* Exercise directions
Write the records out again, exactly as they stand below.

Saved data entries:
::::::

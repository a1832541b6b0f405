use anyhow::Context;
use clap::{Parser, Subcommand};
use ffjoystick::{EffectKind, HapticDriver, HapticError, JoystickManager, Scenario};
use std::path::PathBuf;
use std::thread;
use std::time::Duration;
use tracing::{info, warn, Level};
use tracing_subscriber::FmtSubscriber;

#[derive(Parser)]
#[command(name = "ffjoystick")]
#[command(about = "Joystick and force feedback tool - inspect devices, play effects, watch input", long_about = None)]
struct Cli {
    /// Log SDL calls and effect translation
    #[arg(short, long, global = true)]
    verbose: bool,

    #[command(subcommand)]
    command: Commands,
}

#[derive(Subcommand)]
enum Commands {
    /// List connected joysticks
    List,
    /// Show force feedback capabilities of a joystick
    Info {
        /// Joystick index as shown by `list`
        #[arg(short, long, default_value_t = 0)]
        device: usize,
    },
    /// Play a scenario of effects on a joystick
    Play {
        #[arg(short, long, default_value_t = 0)]
        device: usize,

        /// Path to scenario YAML file
        #[arg(short, long)]
        scenario: PathBuf,
    },
    /// Print input events from a joystick
    Monitor {
        #[arg(short, long, default_value_t = 0)]
        device: usize,

        /// Stop after this many events
        #[arg(short, long)]
        events: Option<usize>,
    },
}

fn setup_logging(verbose: bool) {
    FmtSubscriber::builder()
        .with_max_level(if verbose { Level::DEBUG } else { Level::INFO })
        .with_target(false)
        .init();
}

fn list(manager: &mut JoystickManager) -> anyhow::Result<()> {
    let count = manager.num_joysticks();
    if count == 0 {
        println!("No joysticks found");
        return Ok(());
    }

    for index in 0..count {
        let name = manager.joystick_name(index)?;
        manager.open_joystick(index)?;
        let force_feedback = match manager.open_haptic(index) {
            Ok(_) => "yes",
            Err(HapticError::NoForceFeedback(_)) => "no",
            Err(e) => {
                warn!(index, "haptic open failed: {}", e);
                "error"
            }
        };
        println!(
            "{}: {} (axes: {}, buttons: {}, hats: {}, balls: {}, force feedback: {})",
            index,
            name,
            manager.num_axes(index)?,
            manager.num_buttons(index)?,
            manager.num_hats(index)?,
            manager.num_balls(index)?,
            force_feedback
        );
        manager.close_joystick(index);
    }
    Ok(())
}

fn open_force_feedback(manager: &mut JoystickManager, device: usize) -> anyhow::Result<usize> {
    manager
        .open_joystick(device)
        .with_context(|| format!("opening joystick {}", device))?;
    let haptic = manager
        .open_haptic(device)
        .with_context(|| format!("opening force feedback on joystick {}", device))?;
    Ok(haptic)
}

fn info(manager: &mut JoystickManager, device: usize) -> anyhow::Result<()> {
    let haptic = open_force_feedback(manager, device)?;
    let capabilities = manager.capabilities(haptic)?;

    println!("Haptic device {} (joystick {}: {})", haptic, device, manager.joystick_name(device)?);
    println!("  Axes: {}", manager.haptic_axes(haptic)?);
    println!("  Effect slots: {}", manager.max_effects_stored(haptic)?);
    println!("  Simultaneous effects: {}", manager.max_effects_playing(haptic)?);
    for line in capabilities.to_string().lines() {
        println!("  {}", line);
    }
    Ok(())
}

fn play(manager: &mut JoystickManager, device: usize, scenario: PathBuf) -> anyhow::Result<()> {
    if !scenario.exists() {
        anyhow::bail!("Scenario file not found: {}", scenario.display());
    }
    info!("Loading scenario: {}", scenario.display());
    let scenario = Scenario::load_from_file(&scenario)?;

    let haptic = open_force_feedback(manager, device)?;
    let name = manager.joystick_name(device)?;
    let capabilities = manager.capabilities(haptic)?;
    for step in &scenario.steps {
        let kind: EffectKind = step.effect.kind();
        if !capabilities.supports(kind) {
            warn!(%kind, "device does not advertise this effect");
        }
    }

    let outcomes = {
        let mut driver = HapticDriver::new(manager, haptic, name);
        scenario.play(&mut driver)?
    };

    let failed = outcomes.iter().filter(|o| o.error.is_some()).count();
    if failed == 0 {
        println!("OK: all {} steps played", outcomes.len());
    } else {
        println!("FAIL: {} of {} steps failed", failed, outcomes.len());
        for outcome in outcomes.iter().filter(|o| o.error.is_some()) {
            println!(
                "  Step {} ({}): {}",
                outcome.step_index,
                outcome.kind,
                outcome.error.as_deref().unwrap_or_default()
            );
        }
    }

    manager.destroy_all(haptic)?;
    Ok(())
}

fn monitor(manager: &mut JoystickManager, device: usize, limit: Option<usize>) -> anyhow::Result<()> {
    manager.init_events()?;
    manager
        .open_joystick(device)
        .with_context(|| format!("opening joystick {}", device))?;
    manager.enable_event_polling()?;
    info!("Watching joystick {}. Press Ctrl+C to stop.", device);

    let mut seen = 0;
    while limit.map_or(true, |limit| seen < limit) {
        let record = manager.poll_event()?;
        if record.present {
            println!("{:?}", record.to_array());
            seen += 1;
        } else {
            thread::sleep(Duration::from_millis(5));
        }
    }

    manager.disable_event_polling()?;
    Ok(())
}

fn main() -> anyhow::Result<()> {
    let cli = Cli::parse();
    setup_logging(cli.verbose);

    let mut manager = JoystickManager::init()?;

    match cli.command {
        Commands::List => list(&mut manager)?,
        Commands::Info { device } => info(&mut manager, device)?,
        Commands::Play { device, scenario } => play(&mut manager, device, scenario)?,
        Commands::Monitor { device, events } => monitor(&mut manager, device, events)?,
    }

    Ok(())
}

::::::

* Exercise output
repository a1832541b6b0f405
use anyhow::Context;
use clap::{Parser, Subcommand};
use ffjoystick::{EffectKind, HapticDriver, HapticError, JoystickManager, Scenario};
use std::path::PathBuf;
use std::thread;
use std::time::Duration;
use tracing::{info, warn, Level};
use tracing_subscriber::FmtSubscriber;

#[derive(Parser)]
#[command(name = "ffjoystick")]
#[command(about = "Joystick and force feedback tool - inspect devices, play effects, watch input", long_about = None)]
struct Cli {
    /// Log SDL calls and effect translation
    #[arg(short, long, global = true)]
    verbose: bool,

    #[command(subcommand)]
    command: Commands,
}

#[derive(Subcommand)]
enum Commands {
    /// List connected joysticks
    List,
    /// Show force feedback capabilities of a joystick
    Info {
        /// Joystick index as shown by `list`
        #[arg(short, long, default_value_t = 0)]
        device: usize,
    },
    /// Play a scenario of effects on a joystick
    Play {
        #[arg(short, long, default_value_t = 0)]
        device: usize,

        /// Path to scenario YAML file
        #[arg(short, long)]
        scenario: PathBuf,
    },
    /// Print input events from a joystick
    Monitor {
        #[arg(short, long, default_value_t = 0)]
        device: usize,

        /// Stop after this many events
        #[arg(short, long)]
        events: Option<usize>,
    },
}

fn setup_logging(verbose: bool) {
    FmtSubscriber::builder()
        .with_max_level(if verbose { Level::DEBUG } else { Level::INFO })
        .with_target(false)
        .init();
}

fn list(manager: &mut JoystickManager) -> anyhow::Result<()> {
    let count = manager.num_joysticks();
    if count == 0 {
        println!("No joysticks found");
        return Ok(());
    }

    for index in 0..count {
        let name = manager.joystick_name(index)?;
        manager.open_joystick(index)?;
        let force_feedback = match manager.open_haptic(index) {
            Ok(_) => "yes",
            Err(HapticError::NoForceFeedback(_)) => "no",
            Err(e) => {
                warn!(index, "haptic open failed: {}", e);
                "error"
            }
        };
        println!(
            "{}: {} (axes: {}, buttons: {}, hats: {}, balls: {}, force feedback: {})",
            index,
            name,
            manager.num_axes(index)?,
            manager.num_buttons(index)?,
            manager.num_hats(index)?,
            manager.num_balls(index)?,
            force_feedback
        );
        manager.close_joystick(index);
    }
    Ok(())
}

fn open_force_feedback(manager: &mut JoystickManager, device: usize) -> anyhow::Result<usize> {
    manager
        .open_joystick(device)
        .with_context(|| format!("opening joystick {}", device))?;
    let haptic = manager
        .open_haptic(device)
        .with_context(|| format!("opening force feedback on joystick {}", device))?;
    Ok(haptic)
}

fn info(manager: &mut JoystickManager, device: usize) -> anyhow::Result<()> {
    let haptic = open_force_feedback(manager, device)?;
    let capabilities = manager.capabilities(haptic)?;

    println!("Haptic device {} (joystick {}: {})", haptic, device, manager.joystick_name(device)?);
    println!("  Axes: {}", manager.haptic_axes(haptic)?);
    println!("  Effect slots: {}", manager.max_effects_stored(haptic)?);
    println!("  Simultaneous effects: {}", manager.max_effects_playing(haptic)?);
    for line in capabilities.to_string().lines() {
        println!("  {}", line);
    }
    Ok(())
}

fn play(manager: &mut JoystickManager, device: usize, scenario: PathBuf) -> anyhow::Result<()> {
    if !scenario.exists() {
        anyhow::bail!("Scenario file not found: {}", scenario.display());
    }
    info!("Loading scenario: {}", scenario.display());
    let scenario = Scenario::load_from_file(&scenario)?;

    let haptic = open_force_feedback(manager, device)?;
    let name = manager.joystick_name(device)?;
    let capabilities = manager.capabilities(haptic)?;
    for step in &scenario.steps {
        let kind: EffectKind = step.effect.kind();
        if !capabilities.supports(kind) {
            warn!(%kind, "device does not advertise this effect");
        }
    }

    let outcomes = {
        let mut driver = HapticDriver::new(manager, haptic, name);
        scenario.play(&mut driver)?
    };

    let failed = outcomes.iter().filter(|o| o.error.is_some()).count();
    if failed == 0 {
        println!("OK: all {} steps played", outcomes.len());
    } else {
        println!("FAIL: {} of {} steps failed", failed, outcomes.len());
        for outcome in outcomes.iter().filter(|o| o.error.is_some()) {
            println!(
                "  Step {} ({}): {}",
                outcome.step_index,
                outcome.kind,
                outcome.error.as_deref().unwrap_or_default()
            );
        }
    }

    manager.destroy_all(haptic)?;
    Ok(())
}

fn monitor(manager: &mut JoystickManager, device: usize, limit: Option<usize>) -> anyhow::Result<()> {
    manager.init_events()?;
    manager
        .open_joystick(device)
        .with_context(|| format!("opening joystick {}", device))?;
    manager.enable_event_polling()?;
    info!("Watching joystick {}. Press Ctrl+C to stop.", device);

    let mut seen = 0;
    while limit.map_or(true, |limit| seen < limit) {
        let record = manager.poll_event()?;
        if record.present {
            println!("{:?}", record.to_array());
            seen += 1;
        } else {
            thread::sleep(Duration::from_millis(5));
        }
    }

    manager.disable_event_polling()?;
    Ok(())
}

fn main() -> anyhow::Result<()> {
    let cli = Cli::parse();
    setup_logging(cli.verbose);

    let mut manager = JoystickManager::init()?;

    match cli.command {
        Commands::List => list(&mut manager)?,
        Commands::Info { device } => info(&mut manager, device)?,
        Commands::Play { device, scenario } => play(&mut manager, device, scenario)?,
        Commands::Monitor { device, events } => monitor(&mut manager, device, events)?,
    }

    Ok(())
}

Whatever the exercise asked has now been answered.